Zu Mittag machten wir bei Ras Muheiwer eine zweistündige Rast; die Hitze war heute zwar nicht so groß wie etwa im August in Ägypten, aber Buxton wollte seine Truppe nicht unnötig abhetzen. Man ließ die Kamele frei laufen; wir lagerten uns, aßen und versuchten etwas zu schlafen, ewig gestört von den Fliegenschwärmen, die den Marsch von Bair her, zu dichten Kolonnen auf unseren durchschwitzten Rücken geballt, mitgemacht hatten. Mittlerweile zog meine gesamte Leibgarde vorüber; sie murrten über ihre Herabwürdigung zu Troßknechten, riefen den Himmel zum Zeugen an, daß ihnen noch nie solche Schande zugefügt worden wäre, und beteten ungeniert zu Gott, die Welt möge nie erfahren, was für eine Tyrannei ich über sie ausübte.

Doppelt schwer lastete auf ihnen der Kummer, weil die Kolonne aus Somali-Lastkamelen bestand, deren Höchstgeschwindigkeit nur drei Meilen die Stunde betrug. Buxtons Truppe marschierte nahezu vier, ich selbst machte über fünf; so wurden die Märsche für Saagi und seine vierzig Spitzbuben eine Qual langsamen monotonen Dahinwanderns, belebt höchstens von bockenden Kamelen oder verrutschten Lasten.

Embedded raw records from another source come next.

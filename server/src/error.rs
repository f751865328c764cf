//! Error types for the server.
//!
//! Nothing on the hot path (pumps, hub loop, handler dispatch) returns these;
//! faults there are logged and contained to one session. These cover the
//! collaborators and startup.

use shared::RegionId;

/// Failures reported by a [`crate::store::WorldStore`].
#[derive(Debug, Clone, PartialEq, thiserror::Error)]
pub enum StoreError {
    #[error("region {0} is not available")]
    RegionUnavailable(RegionId),

    #[error("store unreachable: {0}")]
    Unreachable(String),

    #[error("bad query: {0}")]
    BadQuery(String),
}

/// Startup failures that keep the server from reaching its serving loop.
#[derive(Debug, thiserror::Error)]
pub enum ServerError {
    #[error("failed to bind {addr}: {source}")]
    Bind {
        addr: String,
        #[source]
        source: std::io::Error,
    },

    #[error("network error: {0}")]
    Io(#[from] std::io::Error),

    #[error("world load failed: {0}")]
    WorldLoad(String),
}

Wir verhöhnten sie noch ob ihrer Schwerfälligkeit, nannten sie Viehtreiber und Kulis und boten uns als Käufer an für ihre Waren, wenn sie damit zu Markt kämen; bis sie zu guter Letzt notgedrungen selbst lachen mußten über ihre Rolle. Nach dem ersten Tage gelang es ihnen auch, mit uns Schritt zu halten, indem sie die Märsche bis in den Abend ausdehnten (nicht zu spät, denn ihre augenkranken Tiere waren blind in der Dunkelheit) und die Rasten abkürzten. Sie brachten schließlich auch ihre Karawane durch, ohne auch nur eine der Lasten einzubüßen; eine schöne Leistung für solche vergoldeten Gentlemen und nur möglich, weil sie unter ihrer Vergoldung die besten Kamelführer waren, die man in Arabien auftreiben konnte.

Zur Nacht lagerten wir bei Ghadaf. Während der Rast holte uns das Panzerauto ein; oben auf dem Beobachtungstürmchen saß der begeisterte Scherari-Wegführer mit triumphierendem Grinsen. Ein bis zwei Stunden danach traf Saagi ein und meldete, bei der Kolonne wäre alles in Ordnung. Nur bat er Buxton, die auf dem Marsch niedergebrochenen Kamele nicht unmittelbar neben der Straße töten zu lassen, denn jede der Tierleichen am Wege gab seinen Leuten Vorwand zu einer Festerei, was ständig Verzögerungen verursachte.

Abdulla konnte nicht begreifen, warum die Engländer die Tiere erschössen, die sie marschunfähig zurücklassen mußten. Ich wies darauf hin, daß wir Araber uns ja auch gegenseitig erschössen, wenn wir im Kampf schwer verwundet würden. Abdulla entgegnete, das geschähe doch nur, um zu verhindern, daß wir so gemartert würden, daß wir uns vor uns selbst schämen müßten. Sicher, so meinte er, gäbe es kaum einen lebenden Menschen, der nicht ein allmähliches Versiegen des Lebens in der Wüste dem raschen Ein-Ende-Machen vorzöge. Seiner Anschauung nach war wirklich der langsamste Tod der mildeste von allen, denn ein Zustand, in dem man nichts mehr zu hoffen habe, bewahre einen vor der Bitternis aussichtslosen Widerstandes und ermögliche es der Menschenseele, sich ungehemmt auf die Gnade Gottes zu bereiten. Unsere englische Auffassung, daß es menschenfreundlicher wäre, jede Kreatur, außer den Menschen selbst, rasch zu töten, vermochte er nicht ernst zu nehmen.